- **The task**
For every line in the records below that contains the word "impl", add one to a count, and report only that count.

[Saved entries]
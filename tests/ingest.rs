mod common;

use std::collections::HashMap;

use chrono::NaiveDate;
use encoding_rs::UTF_8;
use proptest::prelude::*;

use chartboard::{
    dashboard::{self, DashboardError, SelectionRequest, SourceSpec},
    data::{ChartEntry, Column},
    diagnostics::SkipReason,
    export,
    filter::{ChartView, DatePreset},
    ingest::{ingest_local, ingest_remote},
    normalize::{ALIASES, Field, normalize_day},
    source::{DayFetcher, RawDayTable},
};
use common::TestWorkspace;

fn day(y: i32, m: u32, d: u32) -> NaiveDate {
    NaiveDate::from_ymd_opt(y, m, d).unwrap()
}

fn raw_table(headers: Vec<String>, rows: Vec<Vec<String>>) -> RawDayTable {
    RawDayTable {
        source: "memory".to_string(),
        date: day(2025, 12, 22),
        headers,
        rows,
    }
}

fn strings(values: &[&str]) -> Vec<String> {
    values.iter().map(|v| v.to_string()).collect()
}

#[test]
fn local_ingest_merges_dated_files_and_skips_the_rest() {
    let workspace = TestWorkspace::new();
    workspace.write_chart("2025-12-21", &[(1, "Jhol", "Maanu", 90_000), (2, "Pal Pal", "Afusic", 80_000)]);
    workspace.write_chart("2025-12-22", &[(1, "Pal Pal", "Afusic", 95_000)]);
    workspace.write("notes-undated.csv", "Position,Streams\n1,10\n");
    workspace.write("regional-2025-12-23.txt", "Position,Streams\n1,10\n");
    workspace.write("regional-pk-daily-2025-12-24.csv", "Artist,Track,URL\nA,B,C\n");
    std::fs::write(
        workspace.path().join("regional-pk-daily-2025-12-25.csv"),
        b"Position,Streams\n1,\xc3\x28\n",
    )
    .unwrap();

    let loaded = ingest_local(workspace.path(), UTF_8).unwrap();
    assert_eq!(loaded.table.len(), 3);
    assert_eq!(loaded.table.columns(), &Column::CANONICAL_ORDER);
    assert_eq!(loaded.table.entries()[0].date, day(2025, 12, 21));
    assert_eq!(loaded.table.entries()[2].track, "Pal Pal");
    assert_eq!(
        loaded.table.entries()[0].url,
        "https://open.spotify.com/track/id0x1"
    );

    let report = &loaded.report;
    assert_eq!(report.sources_read, 2);
    assert_eq!(report.sources_skipped(), 3);
    let reasons = report
        .skipped_sources
        .iter()
        .map(|s| &s.reason)
        .collect::<Vec<_>>();
    assert!(reasons.contains(&&SkipReason::MissingDate));
    assert!(
        reasons
            .iter()
            .any(|r| matches!(r, SkipReason::SchemaIncomplete { .. }))
    );
    assert!(reasons.iter().any(|r| matches!(r, SkipReason::Unreadable { .. })));
}

#[test]
fn garbled_values_drop_only_their_row() {
    let workspace = TestWorkspace::new();
    workspace.write(
        "regional-pk-daily-2025-01-05.csv",
        "Position,Track Name,Artist,Streams\n1,A,X,100\n3,B,Y,N/A\n4,C,Z,50\n",
    );
    let loaded = ingest_local(workspace.path(), UTF_8).unwrap();
    let tracks = loaded
        .table
        .entries()
        .iter()
        .map(|e| e.track.as_str())
        .collect::<Vec<_>>();
    assert_eq!(tracks, vec!["A", "C"]);
    assert_eq!(loaded.report.rows_dropped, 1);
    assert_eq!(loaded.report.rows_kept, 2);
}

#[test]
fn canonical_input_normalizes_to_itself() {
    let headers = strings(&["Date", "Position", "Track", "Artist", "Streams", "URL"]);
    let rows = vec![
        strings(&["2025-12-22", "1", "Jhol", "Maanu", "91234", "https://open.spotify.com/track/a"]),
        strings(&["2025-12-22", "2", "1989", "007", "80000.5", ""]),
    ];
    let first = normalize_day(&raw_table(headers.clone(), rows)).unwrap();

    let again_rows = first
        .entries
        .iter()
        .map(|entry| {
            Column::CANONICAL_ORDER
                .iter()
                .map(|column| entry.value(*column))
                .collect()
        })
        .collect();
    let second = normalize_day(&raw_table(headers, again_rows)).unwrap();
    assert_eq!(first.entries, second.entries);
}

#[test]
fn no_data_and_no_matching_rows_are_distinct() {
    let workspace = TestWorkspace::new();
    workspace.write("regional-pk-daily-2025-12-24.csv", "Artist,Track,URL\nA,B,C\n");
    let source = SourceSpec::Local {
        dir: workspace.path().to_path_buf(),
    };
    let empty = ingest_local(workspace.path(), UTF_8).unwrap();
    assert!(matches!(
        dashboard::require_data(&empty, &source),
        Err(DashboardError::NoDataAvailable { .. })
    ));

    workspace.write_chart("2025-12-25", &[(1, "Jhol", "Maanu", 10)]);
    let loaded = ingest_local(workspace.path(), UTF_8).unwrap();
    let table = dashboard::require_data(&loaded, &source).unwrap();
    let request = SelectionRequest {
        preset: DatePreset::Custom,
        start: None,
        end: None,
        top_n: 10,
        artist: Some("Nobody".to_string()),
        keyword: None,
    };
    assert_eq!(
        dashboard::select(table, &request).unwrap_err(),
        DashboardError::NoRowsMatchFilter
    );
}

#[test]
fn exported_csv_reads_back_to_the_same_entries() {
    let workspace = TestWorkspace::new();
    workspace.write(
        "regional-pk-daily-2025-12-22.csv",
        "rank,uri,artist_names,track_name,streams\n\
         1,spotify:track:abc,\"Ali Sethi, Shae Gill\",Pasoori,120000\n\
         2,spotify:track:def,Maanu,\"Jhol \"\"Live\"\"\",99000.25\n\
         3,bad-uri,Afusic,Pal Pal,88000\n",
    );
    let loaded = ingest_local(workspace.path(), UTF_8).unwrap();
    let view = ChartView::from_table(&loaded.table);

    let out_dir = TestWorkspace::new();
    let export_path = out_dir.path().join("spotify_pk_filtered-2025-12-22.csv");
    export::export_to_path(&export_path, &view, loaded.table.columns()).unwrap();

    let reread = ingest_local(out_dir.path(), UTF_8).unwrap();
    assert_eq!(reread.table.entries(), loaded.table.entries());
    assert_eq!(reread.table.entries()[2].url, "");
}

struct MapFetcher(HashMap<NaiveDate, Vec<u8>>);

impl DayFetcher for MapFetcher {
    fn describe(&self, date: NaiveDate) -> String {
        format!("map://{date}")
    }

    fn fetch(&self, date: NaiveDate) -> anyhow::Result<Option<Vec<u8>>> {
        if date == day(2025, 3, 2) {
            anyhow::bail!("connection reset");
        }
        Ok(self.0.get(&date).cloned())
    }
}

#[test]
fn remote_range_tolerates_missing_and_failed_days() {
    let mut bodies = HashMap::new();
    bodies.insert(day(2025, 3, 1), b"Rank,Song,Artist,Stream\n1,A,X,10\n".to_vec());
    bodies.insert(day(2025, 3, 4), b"Rank,Song,Artist,Stream\n1,B,Y,20\n".to_vec());
    bodies.insert(day(2025, 3, 3), b"nothing useful".to_vec());
    let fetcher = MapFetcher(bodies);

    let loaded = ingest_remote(&fetcher, day(2025, 3, 1), day(2025, 3, 5), UTF_8);
    let dates = loaded
        .table
        .entries()
        .iter()
        .map(|e| e.date)
        .collect::<Vec<_>>();
    assert_eq!(dates, vec![day(2025, 3, 1), day(2025, 3, 4)]);
    assert_eq!(loaded.report.sources_read, 2);
    assert_eq!(loaded.report.sources_skipped(), 3);
}

fn aliases_for(field: Field) -> Vec<&'static str> {
    ALIASES
        .iter()
        .filter(|(_, f)| *f == field)
        .map(|(alias, _)| *alias)
        .collect()
}

/// Re-spells an alias the way exports do: random case, and spaces turned
/// into underscores or padded runs.
fn respell(alias: &str, upper: bool, underscore: bool, pad: bool) -> String {
    let cased = if upper {
        alias.to_uppercase()
    } else {
        alias.to_string()
    };
    let joined = if underscore {
        cased.replace(' ', "_")
    } else {
        cased.replace(' ', "  ")
    };
    if pad { format!("  {joined} ") } else { joined }
}

fn canonical_entries(rows: &[(u32, String, String, u64)]) -> Vec<ChartEntry> {
    let headers = strings(&["Position", "Track", "Artist", "Streams", "URL"]);
    let body = rows
        .iter()
        .map(|(p, t, a, s)| vec![p.to_string(), t.clone(), a.clone(), s.to_string(), String::new()])
        .collect();
    normalize_day(&raw_table(headers, body)).unwrap().entries
}

proptest! {
    #[test]
    fn every_alias_spelling_normalizes_like_the_canonical_name(
        position_idx in 0usize..3,
        track_idx in 0usize..5,
        artist_idx in 0usize..5,
        streams_idx in 0usize..2,
        upper in any::<bool>(),
        underscore in any::<bool>(),
        pad in any::<bool>(),
        rows in prop::collection::vec((1u32..=200, "[A-Za-z0-9 ]{1,12}", "[A-Za-z]{1,10}", 0u64..5_000_000), 1..6),
    ) {
        let headers = vec![
            respell(aliases_for(Field::Position)[position_idx], upper, underscore, pad),
            respell(aliases_for(Field::Track)[track_idx], upper, underscore, pad),
            respell(aliases_for(Field::Artist)[artist_idx], upper, underscore, pad),
            respell(aliases_for(Field::Streams)[streams_idx], upper, underscore, pad),
        ];
        let body = rows
            .iter()
            .map(|(p, t, a, s)| vec![p.to_string(), t.clone(), a.clone(), s.to_string()])
            .collect();
        let aliased = normalize_day(&raw_table(headers, body)).unwrap();
        prop_assert_eq!(aliased.entries, canonical_entries(&rows));
    }

    #[test]
    fn url_aliases_are_interchangeable(url_idx in 0usize..3, upper in any::<bool>()) {
        let header = respell(aliases_for(Field::Url)[url_idx], upper, true, false);
        let headers = vec!["Position".to_string(), "Streams".to_string(), header];
        let body = vec![strings(&["1", "10", "https://example.test/t"])];
        let normalized = normalize_day(&raw_table(headers, body)).unwrap();
        prop_assert_eq!(normalized.entries[0].url.as_str(), "https://example.test/t");
    }
}
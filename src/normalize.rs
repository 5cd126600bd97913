//! Schema Normalizer: maps heterogeneous daily exports onto [`ChartEntry`].
//!
//! Column names are matched through [`ALIASES`] using a lookup key that
//! ignores case, surrounding whitespace, and runs of spaces/underscores. The
//! first header that resolves to a field claims it; later duplicates are
//! carried along unused, as are unrecognised columns.
//!
//! ## Rules
//!
//! - `position` and `streams` are mandatory. A source missing either column
//!   is discarded as a whole.
//! - `track`/`artist` default to [`UNKNOWN_NAME`] when absent or blank.
//! - `url` comes from a url column, else is derived from a `spotify:track:`
//!   uri, else is empty.
//! - Rows whose position or streams fail numeric coercion are dropped one by
//!   one and reported, never failing the source.

use std::sync::OnceLock;

use regex::Regex;

use crate::{
    data::{ChartEntry, Column, UNKNOWN_NAME, parse_position, parse_streams},
    diagnostics::SkipReason,
    source::RawDayTable,
};

/// Fields a source header can resolve to. `Uri` is only used to derive urls.
#[derive(Debug, Clone, Copy, PartialEq, Eq, Hash)]
pub enum Field {
    Position,
    Track,
    Artist,
    Streams,
    Url,
    Uri,
}

/// Recognised header spellings, keyed by [`lookup_key`] form.
pub const ALIASES: &[(&str, Field)] = &[
    ("position", Field::Position),
    ("rank", Field::Position),
    ("chart position", Field::Position),
    ("track name", Field::Track),
    ("track", Field::Track),
    ("trackname", Field::Track),
    ("song", Field::Track),
    ("title", Field::Track),
    ("artist", Field::Artist),
    ("artist name", Field::Artist),
    ("artist names", Field::Artist),
    ("artistname", Field::Artist),
    ("artistnames", Field::Artist),
    ("streams", Field::Streams),
    ("stream", Field::Streams),
    ("url", Field::Url),
    ("track url", Field::Url),
    ("spotify url", Field::Url),
    ("uri", Field::Uri),
];

const TRACK_URL_PREFIX: &str = "https://open.spotify.com/track/";

fn separator_pattern() -> &'static Regex {
    static PATTERN: OnceLock<Regex> = OnceLock::new();
    PATTERN.get_or_init(|| Regex::new(r"[_\s]+").expect("valid separator regex"))
}

fn track_uri_pattern() -> &'static Regex {
    static PATTERN: OnceLock<Regex> = OnceLock::new();
    PATTERN.get_or_init(|| Regex::new(r"^spotify:track:([A-Za-z0-9]+)").expect("valid uri regex"))
}

/// Trim, lowercase, and collapse whitespace/underscore runs to one space.
pub fn lookup_key(name: &str) -> String {
    let lowered = name.trim().to_lowercase();
    separator_pattern().replace_all(&lowered, " ").into_owned()
}

pub fn resolve_field(header: &str) -> Option<Field> {
    let key = lookup_key(header);
    ALIASES
        .iter()
        .find(|(alias, _)| *alias == key)
        .map(|(_, field)| *field)
}

/// `spotify:track:<id>` becomes an open.spotify.com link; anything else is empty.
pub fn uri_to_url(uri: &str) -> String {
    track_uri_pattern()
        .captures(uri.trim())
        .and_then(|caps| caps.get(1))
        .map(|id| format!("{TRACK_URL_PREFIX}{}", id.as_str()))
        .unwrap_or_default()
}

/// Header index claimed by each field.
#[derive(Debug, Clone, Default, PartialEq, Eq)]
pub struct ColumnMapping {
    pub position: Option<usize>,
    pub track: Option<usize>,
    pub artist: Option<usize>,
    pub streams: Option<usize>,
    pub url: Option<usize>,
    pub uri: Option<usize>,
}

impl ColumnMapping {
    pub fn from_headers(headers: &[String]) -> Self {
        let mut mapping = ColumnMapping::default();
        for (idx, header) in headers.iter().enumerate() {
            let Some(field) = resolve_field(header) else {
                continue;
            };
            let slot = match field {
                Field::Position => &mut mapping.position,
                Field::Track => &mut mapping.track,
                Field::Artist => &mut mapping.artist,
                Field::Streams => &mut mapping.streams,
                Field::Url => &mut mapping.url,
                Field::Uri => &mut mapping.uri,
            };
            if slot.is_none() {
                *slot = Some(idx);
            }
        }
        mapping
    }

    pub fn missing_mandatory(&self) -> Vec<&'static str> {
        let mut missing = Vec::new();
        if self.position.is_none() {
            missing.push("position");
        }
        if self.streams.is_none() {
            missing.push("streams");
        }
        missing
    }
}

/// Canonical output of one source.
#[derive(Debug, Clone, PartialEq)]
pub struct NormalizedDay {
    pub source: String,
    pub columns: Vec<Column>,
    pub entries: Vec<ChartEntry>,
    pub dropped: Vec<SkipReason>,
}

pub fn normalize_day(raw: &RawDayTable) -> Result<NormalizedDay, SkipReason> {
    let headers = raw
        .headers
        .iter()
        .map(|h| h.trim().to_string())
        .collect::<Vec<_>>();
    let mapping = ColumnMapping::from_headers(&headers);
    let (Some(position_idx), Some(streams_idx)) = (mapping.position, mapping.streams) else {
        return Err(SkipReason::SchemaIncomplete {
            missing: mapping.missing_mandatory(),
        });
    };

    let mut entries = Vec::with_capacity(raw.rows.len());
    let mut dropped = Vec::new();
    for (row_idx, row) in raw.rows.iter().enumerate() {
        let cell = |idx: usize| row.get(idx).map(String::as_str).unwrap_or("");
        let line = row_idx + 2;

        let Some(position) = parse_position(cell(position_idx)) else {
            dropped.push(SkipReason::RowInvalid {
                line,
                field: "position",
                value: cell(position_idx).to_string(),
            });
            continue;
        };
        let Some(streams) = parse_streams(cell(streams_idx)) else {
            dropped.push(SkipReason::RowInvalid {
                line,
                field: "streams",
                value: cell(streams_idx).to_string(),
            });
            continue;
        };

        let name_or_unknown = |idx: Option<usize>| match idx.map(cell) {
            Some(value) if !value.trim().is_empty() => value.to_string(),
            _ => UNKNOWN_NAME.to_string(),
        };
        let url = match (mapping.url, mapping.uri) {
            (Some(idx), _) => cell(idx).to_string(),
            (None, Some(idx)) => uri_to_url(cell(idx)),
            (None, None) => String::new(),
        };

        entries.push(ChartEntry {
            date: raw.date,
            position,
            track: name_or_unknown(mapping.track),
            artist: name_or_unknown(mapping.artist),
            streams,
            url,
        });
    }

    Ok(NormalizedDay {
        source: raw.source.clone(),
        columns: Column::CANONICAL_ORDER.to_vec(),
        entries,
        dropped,
    })
}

- **Your response**
2